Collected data

::::::::::

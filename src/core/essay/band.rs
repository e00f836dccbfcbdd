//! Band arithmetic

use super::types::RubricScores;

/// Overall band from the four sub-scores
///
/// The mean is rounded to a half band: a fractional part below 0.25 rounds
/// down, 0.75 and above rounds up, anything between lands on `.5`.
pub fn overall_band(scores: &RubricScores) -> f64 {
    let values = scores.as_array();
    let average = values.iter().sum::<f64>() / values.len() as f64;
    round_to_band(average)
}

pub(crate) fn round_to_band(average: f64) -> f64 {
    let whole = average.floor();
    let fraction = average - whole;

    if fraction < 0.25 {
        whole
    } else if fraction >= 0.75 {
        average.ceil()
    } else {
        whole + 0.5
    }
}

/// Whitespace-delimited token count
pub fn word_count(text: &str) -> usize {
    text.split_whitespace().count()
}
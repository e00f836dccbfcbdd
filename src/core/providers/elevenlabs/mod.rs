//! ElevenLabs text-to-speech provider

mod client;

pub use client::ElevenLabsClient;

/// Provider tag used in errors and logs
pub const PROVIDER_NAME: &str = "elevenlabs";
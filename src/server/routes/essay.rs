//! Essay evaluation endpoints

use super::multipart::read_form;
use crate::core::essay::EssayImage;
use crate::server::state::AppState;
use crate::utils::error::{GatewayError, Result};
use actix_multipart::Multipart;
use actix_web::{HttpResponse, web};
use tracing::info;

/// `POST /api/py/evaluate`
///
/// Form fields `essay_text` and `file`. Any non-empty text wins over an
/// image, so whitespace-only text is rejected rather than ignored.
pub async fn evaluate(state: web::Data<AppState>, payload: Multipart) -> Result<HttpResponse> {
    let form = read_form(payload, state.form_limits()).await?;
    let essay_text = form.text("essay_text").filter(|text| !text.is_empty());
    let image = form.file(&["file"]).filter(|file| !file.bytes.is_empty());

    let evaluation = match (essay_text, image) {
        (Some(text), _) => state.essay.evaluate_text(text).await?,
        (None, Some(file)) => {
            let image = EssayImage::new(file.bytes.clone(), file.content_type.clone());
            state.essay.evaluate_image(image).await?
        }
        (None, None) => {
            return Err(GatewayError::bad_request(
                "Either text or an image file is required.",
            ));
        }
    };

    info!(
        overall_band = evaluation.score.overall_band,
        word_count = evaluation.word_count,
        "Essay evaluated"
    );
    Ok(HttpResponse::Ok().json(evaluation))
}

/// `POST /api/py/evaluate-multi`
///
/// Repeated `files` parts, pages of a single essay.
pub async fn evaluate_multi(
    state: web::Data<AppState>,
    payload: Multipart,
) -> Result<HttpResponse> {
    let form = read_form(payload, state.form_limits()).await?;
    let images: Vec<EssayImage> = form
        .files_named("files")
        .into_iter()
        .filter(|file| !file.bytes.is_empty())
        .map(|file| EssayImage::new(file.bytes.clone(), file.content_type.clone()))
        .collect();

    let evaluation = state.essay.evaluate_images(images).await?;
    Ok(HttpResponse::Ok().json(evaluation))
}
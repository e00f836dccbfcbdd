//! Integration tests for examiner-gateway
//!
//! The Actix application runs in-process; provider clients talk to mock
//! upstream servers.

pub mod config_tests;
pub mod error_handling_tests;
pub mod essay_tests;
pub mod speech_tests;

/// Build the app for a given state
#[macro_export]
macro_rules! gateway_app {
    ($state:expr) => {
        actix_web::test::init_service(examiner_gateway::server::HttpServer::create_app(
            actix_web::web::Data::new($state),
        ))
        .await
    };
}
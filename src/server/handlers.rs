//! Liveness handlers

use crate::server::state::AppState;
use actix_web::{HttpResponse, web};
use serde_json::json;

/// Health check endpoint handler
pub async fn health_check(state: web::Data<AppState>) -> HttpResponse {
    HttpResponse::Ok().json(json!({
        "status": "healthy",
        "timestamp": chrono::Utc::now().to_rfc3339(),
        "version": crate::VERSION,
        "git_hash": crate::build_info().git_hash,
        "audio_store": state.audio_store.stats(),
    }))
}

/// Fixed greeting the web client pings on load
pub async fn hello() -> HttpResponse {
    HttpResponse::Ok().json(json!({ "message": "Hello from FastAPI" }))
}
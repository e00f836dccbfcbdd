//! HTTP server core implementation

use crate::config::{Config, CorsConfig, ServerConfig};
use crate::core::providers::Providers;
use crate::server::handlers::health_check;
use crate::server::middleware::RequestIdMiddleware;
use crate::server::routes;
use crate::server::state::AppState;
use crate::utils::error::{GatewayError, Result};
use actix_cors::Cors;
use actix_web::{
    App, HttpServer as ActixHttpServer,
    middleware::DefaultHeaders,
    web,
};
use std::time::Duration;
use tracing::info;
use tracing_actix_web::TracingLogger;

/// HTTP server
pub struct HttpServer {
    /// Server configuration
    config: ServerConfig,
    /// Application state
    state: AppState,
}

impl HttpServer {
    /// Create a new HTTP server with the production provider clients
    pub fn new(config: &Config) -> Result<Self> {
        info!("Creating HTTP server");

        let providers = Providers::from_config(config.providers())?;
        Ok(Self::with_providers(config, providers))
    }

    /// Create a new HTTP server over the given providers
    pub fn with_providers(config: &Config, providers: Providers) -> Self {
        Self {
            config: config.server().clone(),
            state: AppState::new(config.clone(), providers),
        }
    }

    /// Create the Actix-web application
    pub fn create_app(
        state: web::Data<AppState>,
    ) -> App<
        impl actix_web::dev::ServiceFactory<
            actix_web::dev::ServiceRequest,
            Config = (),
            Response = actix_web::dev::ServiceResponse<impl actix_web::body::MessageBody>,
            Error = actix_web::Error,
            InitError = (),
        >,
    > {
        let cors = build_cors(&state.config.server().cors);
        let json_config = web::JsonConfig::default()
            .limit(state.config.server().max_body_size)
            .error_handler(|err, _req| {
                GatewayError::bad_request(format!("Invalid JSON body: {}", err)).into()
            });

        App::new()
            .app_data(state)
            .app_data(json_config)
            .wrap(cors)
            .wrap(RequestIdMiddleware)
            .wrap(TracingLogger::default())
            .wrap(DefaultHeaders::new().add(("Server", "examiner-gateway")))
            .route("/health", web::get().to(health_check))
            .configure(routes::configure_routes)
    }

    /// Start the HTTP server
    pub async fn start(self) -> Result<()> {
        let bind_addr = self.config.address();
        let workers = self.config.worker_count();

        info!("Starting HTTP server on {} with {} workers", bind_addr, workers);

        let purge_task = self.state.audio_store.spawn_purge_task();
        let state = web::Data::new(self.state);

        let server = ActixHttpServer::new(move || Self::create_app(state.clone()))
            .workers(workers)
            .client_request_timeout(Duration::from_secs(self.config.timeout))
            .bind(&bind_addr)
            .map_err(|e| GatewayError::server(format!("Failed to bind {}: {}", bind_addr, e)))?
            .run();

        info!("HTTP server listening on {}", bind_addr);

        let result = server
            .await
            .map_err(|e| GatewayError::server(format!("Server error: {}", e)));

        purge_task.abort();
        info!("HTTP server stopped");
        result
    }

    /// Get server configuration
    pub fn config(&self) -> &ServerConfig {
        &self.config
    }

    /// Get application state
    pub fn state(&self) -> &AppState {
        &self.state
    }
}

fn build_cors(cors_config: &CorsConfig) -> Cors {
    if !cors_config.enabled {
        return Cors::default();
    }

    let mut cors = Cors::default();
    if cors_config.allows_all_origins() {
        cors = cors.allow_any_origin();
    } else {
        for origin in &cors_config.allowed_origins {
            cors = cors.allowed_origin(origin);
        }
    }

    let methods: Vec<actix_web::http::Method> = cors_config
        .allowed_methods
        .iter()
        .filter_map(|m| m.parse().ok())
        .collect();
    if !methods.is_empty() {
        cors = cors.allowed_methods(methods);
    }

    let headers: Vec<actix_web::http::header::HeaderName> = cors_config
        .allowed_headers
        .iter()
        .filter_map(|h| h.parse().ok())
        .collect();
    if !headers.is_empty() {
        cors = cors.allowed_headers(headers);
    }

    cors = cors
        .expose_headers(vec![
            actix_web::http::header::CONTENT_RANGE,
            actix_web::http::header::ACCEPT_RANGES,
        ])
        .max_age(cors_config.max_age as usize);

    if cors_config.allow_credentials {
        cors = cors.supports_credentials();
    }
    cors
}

::::::::::

_ASSIGNMENT_:
The word is "routes". Copy every line above where it appears.

_SOLUTION_:
filename src/server/routes/essay.rs
use crate::server::routes;
            .configure(routes::configure_routes)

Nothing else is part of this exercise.